The lawsuit doesn't target Spitz for his comments on the CBS production. Rather, the document focuses on an interview he gave to CBS Detroit on September 19 during which he made similar statements. The case has been filed in the 3rd Circuit Court for the County of Wayne, Michigan, which encompasses the Detroit area; Burke currently lives in Charlevoix County, Michigan.

However, the suit maintains that "the CBS docuseries and Defendant Spitz's participation in it will be the subject of separate defamation litigation to be filed in the near future in Los Angeles, California."

"Burke Ramsey Settles Suit Over CBS Docu-Series About Sister JonBenét"
By Michael Roberts
January 7, 2019

Burke Ramsey, brother of JonBenét Ramsey, who was murdered in Boulder on Christmas Day 1996, has settled a lawsuit filed in December 2016 over the CBS docu-series The Case of: JonBenét Ramsey, which asserted that Burke killed his sister when he was nine and she was six.

The terms and amount of the settlement haven't been made public. But the original suit sought $750 million in damages.

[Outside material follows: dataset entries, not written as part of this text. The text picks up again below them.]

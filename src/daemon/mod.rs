//! Daemon bootstrap and method surface.
//!
//! This module decides how the daemon runs, in a separate child process or
//! embedded in the host process, and registers the RPC method handlers that
//! bridge to the storage and task-manager collaborators.
//!
//! ## Components
//!
//! - [`supervisor`]: mode selection, spawn-and-handshake, fallback, shutdown
//! - [`methods`]: method/notification names and handler registration
//! - [`child`]: the entry routine run by the `foremand` binary
//! - [`tasks`]: the task-manager collaborator contract

pub mod child;
pub mod methods;
pub mod supervisor;
pub mod tasks;

pub use supervisor::{DaemonConfig, DaemonMode, DaemonSupervisor};
pub use tasks::TaskManagerApi;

Lin Wood, the Atlanta-based attorney for Burke and his father, John Ramsey, is limited in what he can say about the resolution of the case. But he tweeted: "After handling many defamation cases for them over the past twenty years, hopefully this is my last defamation case for this fine family."

"Meet the Woman Living in Boulder's Notorious JonBenét Ramsey House"
By Michael Roberts
February 26, 2019

The announcement about the impending auction of the Frederick home once occupied by Christopher Watts, who made national headlines after he killed his pregnant wife and two children there last year, drew comparisons with multiple attempts to sell the Boulder home where six-year-old JonBenét Ramsey was murdered in December 1996.

The former Ramsey residence, on the 700 block of 15th street in Boulder, was put up for sale in 2008, 2009 and again in 2011, when the price was set at $2.3 million. Three years later, in early 2014, the home wound up on the block again at a lower price, $1.95 million, but no transaction went through — and it was de-listed that July.

Today the home remains unavailable for purchase, but not because no one wants to live in a place where such a notorious tragedy happened. Instead, Carol Schuller Milner and her husband, Timothy, who bought the house in 2004 before returning to California a few years later, are residing there again, and enjoying it immensely.

"The house is not vacant," Carol says. "We actually had offers on it — decent offers. But we didn't take any of them, more out of our attachment to the house. It's our home, and we really, really love it."

"How JonBenét Ramsey Non-Story Turned Into Demonic Blockbuster"
By Michael Roberts
October 20, 2020

...The issue's headline screams "Devil Cult Burns JonBenet's Grave!" — and the story it accompanies uses several more exclamation points in a loony but somehow impressive attempt to turn a nothing incident that took place months ago into a shocking revelation.

The subhead inside the tab cites "fears devil worshippers set fires on slain tyke's final resting place," but the folks suffering from this bout of anxiety are never named — and that's hardly the only gap in what we're going to charitably dub Globe's "reporting."

"JonBenét Ramsey Book Author's Explosive Charge About DNA, Boulder Cops"
By Michael Roberts
November 16, 2021

December 26 will mark a quarter-century since the murder of six-year-old JonBenét Ramsey in Boulder. No one has been convicted of the crime, but in the just-released book Unsolved: The JonBenét Ramsey Murder 25 Years Later, Paula Woodward, a former investigative reporter for 9News who's been covering the tragedy since 1996, argues that new DNA technology has the potential to break the case — if only Boulder detectives would use it.

"This child was tortured and murdered, and her death has never been accounted for because it was investigated by people who were not competent to do so," Woodward says. "And now, the decision on whether or not the remaining DNA is tested with new technology that can trace family history is being made by the two investigators who were on the case 25 years ago."